If South Carolina succeeds, there will be almost no check on states that discriminate against healthcare providers for any reason.

Rachel Rebouché

A demonstrator holds a sign in front of the US Supreme Court as the Medina v. Planned Parenthood South Atlantic case is heard on Wednesday, April 2, 2025.


(Tom Williams / CQ-Roll Call, Inc via Getty Images)

This week, the US Supreme Court heard oral arguments in Medina v. Planned Parenthood South Atlantic, a case that has received much less attention than others the court will hear this term, despite its potential to “destroy” the Medicaid program. The question before the court is, do Medicaid patients have a right to sue, in federal court, to enforce the “free-choice of provider” provision in Medicaid’s statute?
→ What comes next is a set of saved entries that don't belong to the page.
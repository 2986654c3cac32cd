use super::index::TreeIndex;
use super::sampler::ContentSampler;
use super::scorer::CategoryWeights;
use super::types::{Signal, SignalCategory};
use crate::platforms::{PathPattern, PlatformRules};
use tracing::trace;

/// Turns one platform's path and content rules into signals
#[derive(Debug, Clone, Copy, Default)]
pub struct SignalExtractor {
    weights: CategoryWeights,
}

impl SignalExtractor {
    pub fn new(weights: CategoryWeights) -> Self {
        Self { weights }
    }

    pub fn extract(
        &self,
        index: &TreeIndex,
        rules: &PlatformRules,
        sampler: &ContentSampler,
    ) -> Vec<Signal> {
        let mut signals = Vec::new();

        self.match_files(index, &rules.primary_files, SignalCategory::PrimaryFile, &mut signals);
        self.match_files(index, &rules.secondary_files, SignalCategory::SecondaryFile, &mut signals);
        self.match_dirs(index, &rules.structure, &mut signals);
        self.match_files(index, &rules.config_files, SignalCategory::ConfigFile, &mut signals);

        // Binary category: the first rule that matches earns the full weight
        for rule in &rules.content {
            if let Some(path) = sampler.find_match(index, rule) {
                trace!(platform = %rules.id, path, pattern = %rule.pattern, "Content rule matched");
                signals.push(self.signal(SignalCategory::ContentMatch, path));
                break;
            }
        }

        signals
    }

    fn match_files(
        &self,
        index: &TreeIndex,
        patterns: &[PathPattern],
        category: SignalCategory,
        signals: &mut Vec<Signal>,
    ) {
        for pattern in patterns {
            for entry in index.files_matching(pattern) {
                signals.push(self.signal(category, &entry.path));
            }
        }
    }

    fn match_dirs(&self, index: &TreeIndex, patterns: &[PathPattern], signals: &mut Vec<Signal>) {
        for pattern in patterns {
            for entry in index.dirs_matching(pattern) {
                signals.push(self.signal(SignalCategory::Structure, &entry.path));
            }
        }
    }

    fn signal(&self, category: SignalCategory, evidence: &str) -> Signal {
        Signal::new(category, self.weights.fraction(category), evidence)
    }
}

#[cfg(test)]
mod tests {
    use super::*;
    use crate::detection::sampler::SampleLimits;
    use crate::fs::{FileTree, MemoryTree};
    use crate::platforms;

    fn extract(tree: &MemoryTree, rules: &PlatformRules) -> Vec<Signal> {
        let index = TreeIndex::new(tree.entries().unwrap());
        let sampler = ContentSampler::new(tree, SampleLimits::default());
        SignalExtractor::default().extract(&index, rules, &sampler)
    }

    fn categories(signals: &[Signal]) -> Vec<SignalCategory> {
        let mut categories: Vec<SignalCategory> = signals.iter().map(|s| s.category).collect();
        categories.sort();
        categories.dedup();
        categories
    }

    #[test]
    fn test_java_tree_signals() {
        let tree = MemoryTree::new()
            .with_file("pom.xml", "<project/>")
            .with_file("mvnw", "#!/bin/sh")
            .with_file("src/main/resources/application.yml", "server:\n  port: 8080\n")
            .with_file(
                "src/main/java/com/example/App.java",
                "class App {\n    public static void main(String[] args) {}\n}\n",
            );
        let signals = extract(&tree, &platforms::java());

        assert_eq!(
            categories(&signals),
            vec![
                SignalCategory::PrimaryFile,
                SignalCategory::SecondaryFile,
                SignalCategory::Structure,
                SignalCategory::ConfigFile,
                SignalCategory::ContentMatch,
            ]
        );
        let primary = signals
            .iter()
            .find(|s| s.category == SignalCategory::PrimaryFile)
            .unwrap();
        assert_eq!(primary.evidence, "pom.xml");
        assert_eq!(primary.weight_fraction, 0.35);
    }

    #[test]
    fn test_structure_requires_directory() {
        // a file named like a structure directory is not structure evidence
        let tree = MemoryTree::new().with_file("benches", "not a dir");
        let signals = extract(&tree, &platforms::rust());
        assert!(signals.is_empty());
    }

    #[test]
    fn test_content_match_recorded_once() {
        let tree = MemoryTree::new()
            .with_file("a.go", "package main")
            .with_file("b.go", "package main");
        let signals = extract(&tree, &platforms::go());

        let content: Vec<&Signal> = signals
            .iter()
            .filter(|s| s.category == SignalCategory::ContentMatch)
            .collect();
        assert_eq!(content.len(), 1);
        assert_eq!(content[0].evidence, "a.go");
    }

    #[test]
    fn test_every_primary_file_is_evidence() {
        let tree = MemoryTree::new()
            .with_file("Api/Api.csproj", "<Project/>")
            .with_file("Worker/Worker.csproj", "<Project/>");
        let signals = extract(&tree, &platforms::dotnet());

        let evidence: Vec<&str> = signals
            .iter()
            .filter(|s| s.category == SignalCategory::PrimaryFile)
            .map(|s| s.evidence.as_str())
            .collect();
        assert_eq!(evidence, vec!["Api/Api.csproj", "Worker/Worker.csproj"]);
    }

    #[test]
    fn test_unrelated_tree_has_no_signals() {
        let tree = MemoryTree::new().with_file("README.md", "# notes");
        assert!(extract(&tree, &platforms::php()).is_empty());
    }
}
If they do not have a right to sue, then states will be largely unaccountable for decisions to include or exclude providers from the Medicaid program.

As it sounds, the “free choice” provision allows patients to choose any qualified provider of family planning services participating in the program. Specifically, the provision states, “A State plan for medical assistance must…provide that any individual eligible for medical assistance…may obtain such assistance from any institution, agency, community pharmacy, or person, qualified to perform the service or services required.”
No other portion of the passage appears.